> **Directions for this task**
Which lines in the listing below contain "service"? Copy each of them.

*** Block opens ***

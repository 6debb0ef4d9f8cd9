//! Stage and outcome models

use std::fmt;

/// One named step of the fixed pipeline sequence
#[derive(Debug, Clone, Copy, PartialEq, Eq, Hash)]
pub enum Stage {
    /// Exchange the account credentials for an access token
    Authenticate,
    /// Load the project descriptor
    FindProject,
    /// Upload the app artifact
    Upload,
    /// Point the project at the uploaded artifact
    UpdateProject,
    /// Wait for any previous run of the plan to finish
    WaitForIdle,
    /// Start the plan
    TriggerRun,
    /// Wait for the triggered run to finish
    WaitForCompletion,
    /// Download the execution report
    FetchReport,
    /// Decide pass/fail from the report
    Evaluate,
}

impl Stage {
    /// Every stage in execution order
    pub const SEQUENCE: [Stage; 9] = [
        Stage::Authenticate,
        Stage::FindProject,
        Stage::Upload,
        Stage::UpdateProject,
        Stage::WaitForIdle,
        Stage::TriggerRun,
        Stage::WaitForCompletion,
        Stage::FetchReport,
        Stage::Evaluate,
    ];

    /// Stable identifier used in logs and events
    pub fn as_str(&self) -> &'static str {
        match self {
            Stage::Authenticate => "authenticate",
            Stage::FindProject => "find-project",
            Stage::Upload => "upload",
            Stage::UpdateProject => "update-project",
            Stage::WaitForIdle => "wait-for-idle",
            Stage::TriggerRun => "trigger-run",
            Stage::WaitForCompletion => "wait-for-completion",
            Stage::FetchReport => "fetch-report",
            Stage::Evaluate => "evaluate",
        }
    }
}

impl fmt::Display for Stage {
    fn fmt(&self, f: &mut fmt::Formatter<'_>) -> fmt::Result {
        f.write_str(self.as_str())
    }
}

/// Classified result of a single remote call
///
/// Only `Success` carries data forward. Every other variant is fed back into
/// the retry budget of the calling stage.
#[derive(Debug, Clone, PartialEq, Eq)]
pub enum StageOutcome<T> {
    Success(T),
    /// The service answered with a 4xx status
    ClientError(String),
    /// The service answered with a 5xx status, or could not be reached
    ServerError(String),
    /// The body could not be decoded into the expected shape
    MalformedResponse { raw: String, error: String },
}

impl<T> StageOutcome<T> {
    /// Transform the success payload, keeping failures as they are
    pub fn map<U, F: FnOnce(T) -> U>(self, f: F) -> StageOutcome<U> {
        match self {
            StageOutcome::Success(value) => StageOutcome::Success(f(value)),
            StageOutcome::ClientError(message) => StageOutcome::ClientError(message),
            StageOutcome::ServerError(message) => StageOutcome::ServerError(message),
            StageOutcome::MalformedResponse { raw, error } => {
                StageOutcome::MalformedResponse { raw, error }
            }
        }
    }

    /// Human-readable description of a failed outcome
    ///
    /// Returns `None` for `Success`.
    pub fn failure_message(&self) -> Option<String> {
        match self {
            StageOutcome::Success(_) => None,
            StageOutcome::ClientError(message) => Some(format!("client error: {}", message)),
            StageOutcome::ServerError(message) => Some(format!("server error: {}", message)),
            StageOutcome::MalformedResponse { raw, error } => {
                Some(format!("malformed response ({}): {}", error, raw))
            }
        }
    }
}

*** Block closes ***

> **Answer to the problem**
    /// The service answered with a 4xx status
    /// The service answered with a 5xx status, or could not be reached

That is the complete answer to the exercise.